DESCRIPTION OF THE TASK >>
In the entries below, which lines run from the one containing "pub fn interesting_regions(&self)" to the one containing "let col = self.table.region_index(code)?;"? Copy exactly those lines, ends included, and no others.

SOURCE DATA >>
//! Chi-square residual analysis over a petition x region table.
//!
//! The test of independence runs over the whole table at once: one statistic,
//! one p-value, and one expected-count matrix. Per-cell standardized residuals
//! `(observed - expected) / sqrt(expected)` then flag regions whose support
//! for a petition is unusually high or low relative to that petition's total
//! and the region's overall activity.
//!
//! Cells whose expected count is zero (an all-zero row or column) have no
//! residual. They carry `None` rather than a number and are never significant.

use crate::contingency::ContingencyTable;

/// Two-tailed 95% critical value of the standard normal.
pub const SIGNIFICANCE: f64 = 1.96;

/// Table-wide result of the Pearson test of independence.
#[derive(Debug, Clone, Copy, PartialEq)]
pub struct ChiSquareSummary {
    pub statistic: f64,
    pub p_value: f64,
    pub degrees_of_freedom: usize,
}

/// Where an observed count falls relative to its expected count.
#[derive(Debug, Clone, Copy, PartialEq, Eq)]
pub enum Direction {
    Lower,
    Within,
    Higher,
    /// Expected count is zero.
    Undefined,
}

impl Direction {
    pub fn from_residual(residual: Option<f64>) -> Self {
        match residual {
            None => Self::Undefined,
            Some(r) if r < -SIGNIFICANCE => Self::Lower,
            Some(r) if r > SIGNIFICANCE => Self::Higher,
            Some(_) => Self::Within,
        }
    }

    pub fn as_str(&self) -> &'static str {
        match self {
            Self::Lower => "Lower than expected",
            Self::Within => "Within expected range",
            Self::Higher => "Higher than expected",
            Self::Undefined => "Undefined",
        }
    }
}

/// One cell of the analysed table.
#[derive(Debug, Clone, PartialEq)]
pub struct ResidualRecord {
    pub petition_id: u64,
    pub region_code: String,
    pub observed: u64,
    pub expected: f64,
    /// Share of the petition's signatures from this region. `None` if the
    /// petition has no signatures at all.
    pub row_percent: Option<f64>,
    /// `None` when `expected` is zero.
    pub std_residual: Option<f64>,
    pub significant: bool,
}

impl ResidualRecord {
    pub fn direction(&self) -> Direction {
        Direction::from_residual(self.std_residual)
    }
}

/// One petition's figures for a single region.
#[derive(Debug, Clone, PartialEq)]
pub struct RegionRow {
    pub petition_id: u64,
    pub observed: u64,
    pub expected: f64,
    pub row_percent: Option<f64>,
    pub std_residual: Option<f64>,
    pub direction: Direction,
}

/// Expected counts, residuals and the overall test for a [`ContingencyTable`].
pub struct ChiAnalysis {
    table: ContingencyTable,
    expected: Vec<Vec<f64>>,
    row_totals: Vec<u64>,
    summary: ChiSquareSummary,
}

impl ChiAnalysis {
    pub fn new(table: ContingencyTable) -> Self {
        let row_totals = table.row_totals();
        let col_totals = table.col_totals();
        let grand = table.grand_total() as f64;

        let expected: Vec<Vec<f64>> = row_totals
            .iter()
            .map(|&r| {
                col_totals
                    .iter()
                    .map(|&c| {
                        if grand > 0.0 {
                            r as f64 * c as f64 / grand
                        } else {
                            0.0
                        }
                    })
                    .collect()
            })
            .collect();

        let summary = pearson(&table, &expected);

        Self {
            table,
            expected,
            row_totals,
            summary,
        }
    }

    pub fn table(&self) -> &ContingencyTable {
        &self.table
    }

    pub fn summary(&self) -> ChiSquareSummary {
        self.summary
    }

    pub fn expected(&self, row: usize, col: usize) -> f64 {
        self.expected[row][col]
    }

    /// `(observed - expected) / sqrt(expected)`, undefined for zero expected.
    pub fn std_residual(&self, row: usize, col: usize) -> Option<f64> {
        let expected = self.expected[row][col];
        if expected > 0.0 {
            Some((self.table.get(row, col) as f64 - expected) / expected.sqrt())
        } else {
            None
        }
    }

    pub fn row_percent(&self, row: usize, col: usize) -> Option<f64> {
        match self.row_totals[row] {
            0 => None,
            total => Some(self.table.get(row, col) as f64 / total as f64),
        }
    }

    fn is_significant(residual: Option<f64>) -> bool {
        residual.is_some_and(|r| r.abs() > SIGNIFICANCE)
    }

    /// Every cell of the table, petitions in descending id order and each
    /// petition's regions highest-signature-first.
    pub fn records(&self) -> Vec<ResidualRecord> {
        let mut out = Vec::with_capacity(self.table.n_rows() * self.table.n_cols());
        for (row, &petition_id) in self.table.petition_ids().iter().enumerate() {
            for (col, code) in self.table.region_codes().iter().enumerate() {
                let std_residual = self.std_residual(row, col);
                out.push(ResidualRecord {
                    petition_id,
                    region_code: code.clone(),
                    observed: self.table.get(row, col),
                    expected: self.expected[row][col],
                    row_percent: self.row_percent(row, col),
                    std_residual,
                    significant: Self::is_significant(std_residual),
                });
            }
        }
        out.sort_by(|a, b| {
            b.petition_id
                .cmp(&a.petition_id)
                .then(b.observed.cmp(&a.observed))
                .then_with(|| a.region_code.cmp(&b.region_code))
        });
        out
    }

    /// Region codes with at least one significant cell, in column order.
    pub fn interesting_regions(&self) -> Vec<&str> {
        self.table
            .region_codes()
            .iter()
            .enumerate()
            .filter(|(col, _)| {
                (0..self.table.n_rows())
                    .any(|row| Self::is_significant(self.std_residual(row, *col)))
            })
            .map(|(_, code)| code.as_str())
            .collect()
    }

    /// All petitions' figures for one region, or `None` for an unknown code.
    pub fn region_table(&self, code: &str) -> Option<Vec<RegionRow>> {
        let col = self.table.region_index(code)?;
        Some(
            self.table
                .petition_ids()
                .iter()
                .enumerate()
                .map(|(row, &petition_id)| {
                    let std_residual = self.std_residual(row, col);
                    RegionRow {
                        petition_id,
                        observed: self.table.get(row, col),
                        expected: self.expected[row][col],
                        row_percent: self.row_percent(row, col),
                        std_residual,
                        direction: Direction::from_residual(std_residual),
                    }
                })
                .collect(),
        )
    }
}

/// Pearson statistic over cells with a positive expected count.
///
/// With one degree of freedom, Yates' continuity correction moves each
/// observed count up to 0.5 towards its expected count before squaring.
fn pearson(table: &ContingencyTable, expected: &[Vec<f64>]) -> ChiSquareSummary {
    let dof = table.n_rows().saturating_sub(1) * table.n_cols().saturating_sub(1);
    if dof == 0 {
        return ChiSquareSummary {
            statistic: 0.0,
            p_value: 1.0,
            degrees_of_freedom: 0,
        };
    }

    let yates = dof == 1;
    let mut statistic = 0.0;
    for (row, exp_row) in expected.iter().enumerate() {
        for (col, &exp) in exp_row.iter().enumerate() {
            if exp <= 0.0 {
                continue;
            }
            let observed = table.get(row, col) as f64;
            let mut diff = (observed - exp).abs();
            if yates {
                diff -= diff.min(0.5);
            }
            statistic += diff * diff / exp;
        }
    }

    ChiSquareSummary {
        statistic,
        p_value: chi2_sf(statistic, dof),
        degrees_of_freedom: dof,
    }
}

// ── Distribution functions ──

/// Survival function of the chi-square distribution: `P(X >= statistic)`.
pub fn chi2_sf(statistic: f64, dof: usize) -> f64 {
    if dof == 0 || statistic <= 0.0 {
        return 1.0;
    }
    gamma_q(dof as f64 / 2.0, statistic / 2.0)
}

const GAMMA_EPS: f64 = 1e-14;
const GAMMA_MAX_ITER: usize = 500;
const TINY: f64 = 1e-300;

/// Regularized upper incomplete gamma `Q(a, x)`.
fn gamma_q(a: f64, x: f64) -> f64 {
    if x < a + 1.0 {
        1.0 - gamma_p_series(a, x)
    } else {
        gamma_q_continued_fraction(a, x)
    }
}

fn gamma_p_series(a: f64, x: f64) -> f64 {
    let mut ap = a;
    let mut term = 1.0 / a;
    let mut sum = term;
    for _ in 0..GAMMA_MAX_ITER {
        ap += 1.0;
        term *= x / ap;
        sum += term;
        if term.abs() < sum.abs() * GAMMA_EPS {
            break;
        }
    }
    sum * (-x + a * x.ln() - ln_gamma(a)).exp()
}

/// Modified Lentz evaluation of the continued fraction for `Q(a, x)`.
fn gamma_q_continued_fraction(a: f64, x: f64) -> f64 {
    let mut b = x + 1.0 - a;
    let mut c = 1.0 / TINY;
    let mut d = 1.0 / b;
    let mut h = d;
    for i in 1..=GAMMA_MAX_ITER {
        let an = -(i as f64) * (i as f64 - a);
        b += 2.0;
        d = an * d + b;
        if d.abs() < TINY {
            d = TINY;
        }
        c = b + an / c;
        if c.abs() < TINY {
            c = TINY;
        }
        d = 1.0 / d;
        let delta = d * c;
        h *= delta;
        if (delta - 1.0).abs() < GAMMA_EPS {
            break;
        }
    }
    (-x + a * x.ln() - ln_gamma(a)).exp() * h
}

/// Lanczos approximation (g = 7, n = 9).
fn ln_gamma(x: f64) -> f64 {
    const COEFFS: [f64; 9] = [
        0.999_999_999_999_809_9,
        676.520_368_121_885_1,
        -1_259.139_216_722_402_8,
        771.323_428_777_653_1,
        -176.615_029_162_140_6,
        12.507_343_278_686_905,
        -0.138_571_095_265_720_12,
        9.984_369_578_019_572e-6,
        1.505_632_735_149_311_6e-7,
    ];

    if x < 0.5 {
        // Reflection formula.
        let pi = std::f64::consts::PI;
        return (pi / (pi * x).sin()).ln() - ln_gamma(1.0 - x);
    }

    let x = x - 1.0;
    let mut acc = COEFFS[0];
    let t = x + 7.5;
    for (i, &c) in COEFFS.iter().enumerate().skip(1) {
        acc += c / (x + i as f64);
    }
    0.5 * (2.0 * std::f64::consts::PI).ln() + (x + 0.5) * t.ln() - t + acc.ln()
}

EXPECTED OUTPUT >>
    pub fn interesting_regions(&self) -> Vec<&str> {
        self.table
            .region_codes()
            .iter()
            .enumerate()
            .filter(|(col, _)| {
                (0..self.table.n_rows())
                    .any(|row| Self::is_significant(self.std_residual(row, *col)))
            })
            .map(|(_, code)| code.as_str())
            .collect()
    }

    /// All petitions' figures for one region, or `None` for an unknown code.
    pub fn region_table(&self, code: &str) -> Option<Vec<RegionRow>> {
        let col = self.table.region_index(code)?;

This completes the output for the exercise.